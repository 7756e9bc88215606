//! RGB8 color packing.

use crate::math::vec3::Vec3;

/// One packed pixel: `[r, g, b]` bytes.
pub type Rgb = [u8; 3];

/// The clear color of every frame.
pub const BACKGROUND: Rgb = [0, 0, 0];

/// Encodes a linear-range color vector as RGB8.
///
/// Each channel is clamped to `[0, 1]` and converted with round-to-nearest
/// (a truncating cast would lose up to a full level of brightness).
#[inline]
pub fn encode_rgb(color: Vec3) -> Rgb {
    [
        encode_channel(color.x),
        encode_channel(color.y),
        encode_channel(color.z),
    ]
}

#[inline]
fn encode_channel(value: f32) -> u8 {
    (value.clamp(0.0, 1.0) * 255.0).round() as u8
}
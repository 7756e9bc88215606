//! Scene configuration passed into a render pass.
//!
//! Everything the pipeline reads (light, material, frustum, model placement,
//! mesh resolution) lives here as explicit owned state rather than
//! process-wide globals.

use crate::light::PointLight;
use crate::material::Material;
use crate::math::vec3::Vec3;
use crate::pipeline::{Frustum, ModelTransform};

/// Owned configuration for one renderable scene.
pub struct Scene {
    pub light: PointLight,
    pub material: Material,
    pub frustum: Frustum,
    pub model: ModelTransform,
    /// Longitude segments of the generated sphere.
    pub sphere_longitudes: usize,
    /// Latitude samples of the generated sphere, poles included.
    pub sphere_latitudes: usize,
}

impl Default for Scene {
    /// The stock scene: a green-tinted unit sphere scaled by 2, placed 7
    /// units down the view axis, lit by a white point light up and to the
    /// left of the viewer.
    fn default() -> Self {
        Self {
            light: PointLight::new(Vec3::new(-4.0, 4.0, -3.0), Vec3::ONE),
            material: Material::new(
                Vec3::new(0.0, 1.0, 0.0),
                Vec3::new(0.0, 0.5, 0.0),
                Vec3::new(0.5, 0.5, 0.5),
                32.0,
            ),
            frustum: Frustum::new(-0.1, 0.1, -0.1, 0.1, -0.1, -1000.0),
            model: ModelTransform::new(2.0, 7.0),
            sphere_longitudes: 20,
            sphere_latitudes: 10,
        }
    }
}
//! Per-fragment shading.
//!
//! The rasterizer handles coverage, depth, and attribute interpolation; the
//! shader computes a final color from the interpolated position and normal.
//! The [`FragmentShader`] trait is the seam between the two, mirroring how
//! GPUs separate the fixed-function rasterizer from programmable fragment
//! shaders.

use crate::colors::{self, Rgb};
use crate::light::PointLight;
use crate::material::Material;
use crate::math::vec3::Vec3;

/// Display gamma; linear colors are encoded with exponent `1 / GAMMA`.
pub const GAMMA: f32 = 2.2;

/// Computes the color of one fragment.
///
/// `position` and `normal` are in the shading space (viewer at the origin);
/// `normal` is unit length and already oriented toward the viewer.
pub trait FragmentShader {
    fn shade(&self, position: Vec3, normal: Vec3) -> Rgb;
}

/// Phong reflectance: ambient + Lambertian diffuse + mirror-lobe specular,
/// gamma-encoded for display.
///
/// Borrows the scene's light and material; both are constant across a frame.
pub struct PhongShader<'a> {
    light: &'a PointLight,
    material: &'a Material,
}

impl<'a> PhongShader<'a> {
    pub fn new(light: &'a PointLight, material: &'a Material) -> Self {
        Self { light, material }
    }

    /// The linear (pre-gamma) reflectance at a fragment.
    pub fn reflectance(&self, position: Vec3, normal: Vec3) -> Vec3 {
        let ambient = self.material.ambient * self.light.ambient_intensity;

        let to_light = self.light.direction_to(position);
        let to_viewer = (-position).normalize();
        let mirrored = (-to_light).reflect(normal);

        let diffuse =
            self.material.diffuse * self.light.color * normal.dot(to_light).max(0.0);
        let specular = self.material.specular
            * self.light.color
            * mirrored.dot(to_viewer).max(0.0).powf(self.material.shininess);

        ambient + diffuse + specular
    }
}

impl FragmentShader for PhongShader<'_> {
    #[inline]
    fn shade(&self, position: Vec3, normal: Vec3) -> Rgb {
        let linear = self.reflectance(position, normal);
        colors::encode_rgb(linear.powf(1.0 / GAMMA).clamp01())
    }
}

ASSIGNMENT ▸
Give back the full listing above, exactly as it reads.

FINISHED TASK ▸
repository 7756e9bc88215606
//! RGB8 color packing.

use crate::math::vec3::Vec3;

/// One packed pixel: `[r, g, b]` bytes.
pub type Rgb = [u8; 3];

/// The clear color of every frame.
pub const BACKGROUND: Rgb = [0, 0, 0];

/// Encodes a linear-range color vector as RGB8.
///
/// Each channel is clamped to `[0, 1]` and converted with round-to-nearest
/// (a truncating cast would lose up to a full level of brightness).
#[inline]
pub fn encode_rgb(color: Vec3) -> Rgb {
    [
        encode_channel(color.x),
        encode_channel(color.y),
        encode_channel(color.z),
    ]
}

#[inline]
fn encode_channel(value: f32) -> u8 {
    (value.clamp(0.0, 1.0) * 255.0).round() as u8
}
repository 7756e9bc88215606
//! Scene configuration passed into a render pass.
//!
//! Everything the pipeline reads (light, material, frustum, model placement,
//! mesh resolution) lives here as explicit owned state rather than
//! process-wide globals.

use crate::light::PointLight;
use crate::material::Material;
use crate::math::vec3::Vec3;
use crate::pipeline::{Frustum, ModelTransform};

/// Owned configuration for one renderable scene.
pub struct Scene {
    pub light: PointLight,
    pub material: Material,
    pub frustum: Frustum,
    pub model: ModelTransform,
    /// Longitude segments of the generated sphere.
    pub sphere_longitudes: usize,
    /// Latitude samples of the generated sphere, poles included.
    pub sphere_latitudes: usize,
}

impl Default for Scene {
    /// The stock scene: a green-tinted unit sphere scaled by 2, placed 7
    /// units down the view axis, lit by a white point light up and to the
    /// left of the viewer.
    fn default() -> Self {
        Self {
            light: PointLight::new(Vec3::new(-4.0, 4.0, -3.0), Vec3::ONE),
            material: Material::new(
                Vec3::new(0.0, 1.0, 0.0),
                Vec3::new(0.0, 0.5, 0.0),
                Vec3::new(0.5, 0.5, 0.5),
                32.0,
            ),
            frustum: Frustum::new(-0.1, 0.1, -0.1, 0.1, -0.1, -1000.0),
            model: ModelTransform::new(2.0, 7.0),
            sphere_longitudes: 20,
            sphere_latitudes: 10,
        }
    }
}
//! Per-fragment shading.
//!
//! The rasterizer handles coverage, depth, and attribute interpolation; the
//! shader computes a final color from the interpolated position and normal.
//! The [`FragmentShader`] trait is the seam between the two, mirroring how
//! GPUs separate the fixed-function rasterizer from programmable fragment
//! shaders.

use crate::colors::{self, Rgb};
use crate::light::PointLight;
use crate::material::Material;
use crate::math::vec3::Vec3;

/// Display gamma; linear colors are encoded with exponent `1 / GAMMA`.
pub const GAMMA: f32 = 2.2;

/// Computes the color of one fragment.
///
/// `position` and `normal` are in the shading space (viewer at the origin);
/// `normal` is unit length and already oriented toward the viewer.
pub trait FragmentShader {
    fn shade(&self, position: Vec3, normal: Vec3) -> Rgb;
}

/// Phong reflectance: ambient + Lambertian diffuse + mirror-lobe specular,
/// gamma-encoded for display.
///
/// Borrows the scene's light and material; both are constant across a frame.
pub struct PhongShader<'a> {
    light: &'a PointLight,
    material: &'a Material,
}

impl<'a> PhongShader<'a> {
    pub fn new(light: &'a PointLight, material: &'a Material) -> Self {
        Self { light, material }
    }

    /// The linear (pre-gamma) reflectance at a fragment.
    pub fn reflectance(&self, position: Vec3, normal: Vec3) -> Vec3 {
        let ambient = self.material.ambient * self.light.ambient_intensity;

        let to_light = self.light.direction_to(position);
        let to_viewer = (-position).normalize();
        let mirrored = (-to_light).reflect(normal);

        let diffuse =
            self.material.diffuse * self.light.color * normal.dot(to_light).max(0.0);
        let specular = self.material.specular
            * self.light.color
            * mirrored.dot(to_viewer).max(0.0).powf(self.material.shininess);

        ambient + diffuse + specular
    }
}

impl FragmentShader for PhongShader<'_> {
    #[inline]
    fn shade(&self, position: Vec3, normal: Vec3) -> Rgb {
        let linear = self.reflectance(position, normal);
        colors::encode_rgb(linear.powf(1.0 / GAMMA).clamp01())
    }
}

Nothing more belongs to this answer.